Three years on, the Biden administration is applying pressure in different ways. TikTok has been banned from federal government devices, following many state governments. Shortly before Shou’s appearance, the FBI and the US Department of Justice announced they were investigating inappropriate access to user data in the US.
During his testimony, Shou, who is Singaporean, repeated the company line: ByteDance is private; 60 per cent of the company is owned by “global institutional investors”; it is officially headquartered in Los Angeles and Singapore. Then, half an hour in, he was asked by the chair, Cathy McMorris Rodgers: “TikTok spied on American journalists. Can you say with 100 per cent certainty that neither ByteDance nor TikTok employees can target other Americans with similar surveillance techniques?” Shou looked assured as he replied: “First of all, I disagree with the characterisation that it is spying.” When pushed for a yes or no, he gave neither.
When I returned to London after the Christmas break, what had happened hit me. In a busy pizza restaurant, as I told some of my friends, I became increasingly conscious that I was in a public place. My ears seemed to fill with the conversation from other tables, and I found myself convinced that anyone could be listening in. At times I have struggled to sleep, thinking about what ByteDance employees might have found out about me. For a while, I often cancelled plans out and, whenever I spoke to or met new sources, I felt on edge.
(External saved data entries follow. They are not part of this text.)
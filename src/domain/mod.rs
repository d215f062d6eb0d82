//! Domain layer for dbconverge
//!
//! This module contains the instance model, poll specifications, error
//! taxonomy, and the port traits adapters implement.

pub mod error;
pub mod models;
pub mod ports;

// Re-export error types for convenient access
pub use error::{
    ErrorKind, GatewayError, LifecycleError, Operation, PollFailure, PollSpecError, StoreError,
};
use async_trait::async_trait;
use std::time::Duration;
use tokio::time::Instant;

/// Time source for convergence waits.
///
/// Deadlines are computed from `now()` once at the start of a wait, so a
/// virtual implementation makes every timing decision deterministic.
#[async_trait]
pub trait Clock: Send + Sync {
    fn now(&self) -> Instant;

    /// Suspend the calling task for `duration`.
    async fn sleep(&self, duration: Duration);
}
//! Port trait definitions (Hexagonal Architecture)
//!
//! This module defines the async trait interfaces that adapters implement:
//! - ResourceGateway: provider create/describe/update-tags/delete calls
//! - Clock: time source for convergence waits
//! - RecordStore: persistence for local resource records
//!
//! These traits keep the poller and lifecycle controller independent of
//! any specific provider or storage.

pub mod clock;
pub mod record_store;
pub mod resource_gateway;

pub use clock::Clock;
pub use record_store::RecordStore;
pub use resource_gateway::{probe, ResourceGateway};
The FT’s cyber security team has helped me take extra precautions. On a practical level, my old device was relegated to being a dummy phone only to be used for accessing TikTok for work. Switching it on one day in February, I received a verification code, which I had not requested. Often this is sent when you log into a new device. I looked at the logged-in devices on my account and, curiously, saw an iPhone that I do not own. This suggested that a device that was not mine, was at that time, logged into my TikTok account without my knowledge, possibly monitoring activity. TikTok could not explain why another device was logged into my account at the time but said it “did not identify inappropriate access or inauthentic account activity in January and February”.
Over the past few months, and not always by choice, I’ve thought a lot about the question legislators, regulators and many others have been asking: what is TikTok? One answer is that it is the synthesis of American start-up ideals and Chinese technological ambition, the product of decades of free exchange between the world’s two most powerful countries. In this version of the answer, TikTok was the first and last of its kind, born before Xi Jinping’s authoritarian turn and the US push to decouple from China. Another answer is much simpler: TikTok is the future. In which the artifice of previous social media is stripped back, and we are forced to acknowledge these algorithms are purpose-built to hold our attention, while we scroll alone, for as long as possible.
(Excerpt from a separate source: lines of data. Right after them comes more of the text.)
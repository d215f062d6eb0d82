//! Convergence wait configuration and results.

use std::collections::BTreeSet;
use std::time::Duration;

use serde::{Deserialize, Serialize};

use super::status::{InstanceStatus, TargetState};
use crate::domain::error::{GatewayError, PollFailure, PollSpecError};

/// Timing policy for one kind of convergence wait.
#[derive(Debug, Clone, Copy, PartialEq, Eq, Serialize, Deserialize)]
pub struct PollPolicy {
    /// Wait before the first probe.
    pub initial_delay: Duration,
    /// Minimum spacing between the starts of two probes.
    pub min_interval: Duration,
    /// Deadline for the whole wait, measured from the start of the call.
    pub timeout: Duration,
}

impl PollPolicy {
    /// 30s settle delay, 10s between probes, 40 minute deadline.
    pub const fn provisioning() -> Self {
        Self {
            initial_delay: Duration::from_secs(30),
            min_interval: Duration::from_secs(10),
            timeout: Duration::from_secs(40 * 60),
        }
    }
}

impl Default for PollPolicy {
    fn default() -> Self {
        Self::provisioning()
    }
}

/// Immutable description of one convergence wait.
///
/// Built through [`PollSpec::builder`], which rejects a missing or zero
/// timeout, a target that is also listed as pending, a settle delay that
/// would consume the whole deadline, and a zero probe interval.
#[derive(Debug, Clone, PartialEq, Eq)]
pub struct PollSpec {
    pending: BTreeSet<InstanceStatus>,
    target: TargetState,
    initial_delay: Duration,
    min_interval: Duration,
    timeout: Duration,
}

/// How a single observed status relates to a [`PollSpec`].
#[derive(Debug, Clone, Copy, PartialEq, Eq)]
pub enum StatusClass {
    Target,
    Pending,
    Unexpected,
}

impl PollSpec {
    pub fn builder(target: TargetState) -> PollSpecBuilder {
        PollSpecBuilder {
            pending: BTreeSet::new(),
            target,
            initial_delay: Duration::ZERO,
            min_interval: Duration::ZERO,
            timeout: None,
        }
    }

    pub fn pending(&self) -> &BTreeSet<InstanceStatus> {
        &self.pending
    }

    pub fn target(&self) -> &TargetState {
        &self.target
    }

    pub fn initial_delay(&self) -> Duration {
        self.initial_delay
    }

    pub fn min_interval(&self) -> Duration {
        self.min_interval
    }

    pub fn timeout(&self) -> Duration {
        self.timeout
    }

    pub fn classify(&self, status: &InstanceStatus) -> StatusClass {
        if self.target.matches(status) {
            StatusClass::Target
        } else if self.pending.contains(status) {
            StatusClass::Pending
        } else {
            StatusClass::Unexpected
        }
    }
}

/// Builder for [`PollSpec`].
#[derive(Debug, Clone)]
pub struct PollSpecBuilder {
    pending: BTreeSet<InstanceStatus>,
    target: TargetState,
    initial_delay: Duration,
    min_interval: Duration,
    timeout: Option<Duration>,
}

impl PollSpecBuilder {
    pub fn pending<I, S>(mut self, states: I) -> Self
    where
        I: IntoIterator<Item = S>,
        S: Into<InstanceStatus>,
    {
        self.pending.extend(states.into_iter().map(Into::into));
        self
    }

    pub fn initial_delay(mut self, delay: Duration) -> Self {
        self.initial_delay = delay;
        self
    }

    pub fn min_interval(mut self, interval: Duration) -> Self {
        self.min_interval = interval;
        self
    }

    pub fn timeout(mut self, timeout: Duration) -> Self {
        self.timeout = Some(timeout);
        self
    }

    /// Apply all three timing values of a policy.
    pub fn policy(self, policy: PollPolicy) -> Self {
        self.initial_delay(policy.initial_delay)
            .min_interval(policy.min_interval)
            .timeout(policy.timeout)
    }

    pub fn build(self) -> Result<PollSpec, PollSpecError> {
        let timeout = match self.timeout {
            None => return Err(PollSpecError::MissingTimeout),
            Some(timeout) if timeout.is_zero() => return Err(PollSpecError::ZeroTimeout),
            Some(timeout) => timeout,
        };

        if let TargetState::Status(target) = &self.target {
            if self.pending.contains(target) {
                return Err(PollSpecError::TargetIsPending(target.clone()));
            }
        }

        if self.initial_delay >= timeout {
            return Err(PollSpecError::DelayExceedsTimeout {
                initial_delay: self.initial_delay,
                timeout,
            });
        }

        if self.min_interval.is_zero() {
            return Err(PollSpecError::ZeroInterval);
        }

        Ok(PollSpec {
            pending: self.pending,
            target: self.target,
            initial_delay: self.initial_delay,
            min_interval: self.min_interval,
            timeout,
        })
    }
}

/// Anything the poller can read a status label from.
pub trait StatusBearing {
    fn status(&self) -> InstanceStatus;
}

impl StatusBearing for InstanceStatus {
    fn status(&self) -> InstanceStatus {
        self.clone()
    }
}

/// Result of one status probe.
#[derive(Debug, Clone)]
pub enum ProbeResult<R> {
    /// The resource exists and reported a status.
    Observed(R),
    /// The provider does not know the identifier.
    NotFound,
    /// The query itself failed.
    Error(GatewayError),
}

impl<R> From<Result<Option<R>, GatewayError>> for ProbeResult<R> {
    fn from(result: Result<Option<R>, GatewayError>) -> Self {
        match result {
            Ok(Some(resource)) => Self::Observed(resource),
            Ok(None) => Self::NotFound,
            Err(err) => Self::Error(err),
        }
    }
}

/// Terminal result of a convergence wait. Exactly one per invocation.
#[derive(Debug)]
pub enum PollOutcome<R> {
    /// The last probe reported the target status.
    Converged(R),
    /// The resource is gone and the target was [`TargetState::Gone`].
    Vanished,
    /// The deadline passed while the resource was still pending.
    TimedOut {
        last_status: Option<InstanceStatus>,
        elapsed: Duration,
    },
    /// A probe failed or reported a status the `PollSpec` does not allow.
    Failed(PollFailure),
    /// The caller aborted the wait.
    Cancelled {
        last_status: Option<InstanceStatus>,
        elapsed: Duration,
    },
}

impl<R> PollOutcome<R> {
    pub fn is_converged(&self) -> bool {
        matches!(self, Self::Converged(_))
    }

    pub fn is_vanished(&self) -> bool {
        matches!(self, Self::Vanished)
    }

    pub fn is_timed_out(&self) -> bool {
        matches!(self, Self::TimedOut { .. })
    }

    pub fn is_failed(&self) -> bool {
        matches!(self, Self::Failed(_))
    }

    pub fn is_cancelled(&self) -> bool {
        matches!(self, Self::Cancelled { .. })
    }

    /// Short label for logging.
    pub fn label(&self) -> &'static str {
        match self {
            Self::Converged(_) => "converged",
            Self::Vanished => "vanished",
            Self::TimedOut { .. } => "timed_out",
            Self::Failed(_) => "failed",
            Self::Cancelled { .. } => "cancelled",
        }
    }
}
It could be both. Or neither.
New regulations, based in part on aspects of these definitions, are coming through slowly in the UK and EU. Despite the belligerent tone of US politicians, a total ban for TikTok seems unlikely. It would undoubtedly cause an uproar among free speech advocates, not to mention an enormous number of young people who love the platform. It is also hard to imagine an app as thoroughly embedded in popular culture being erased from our lives overnight. Except, maybe, in China.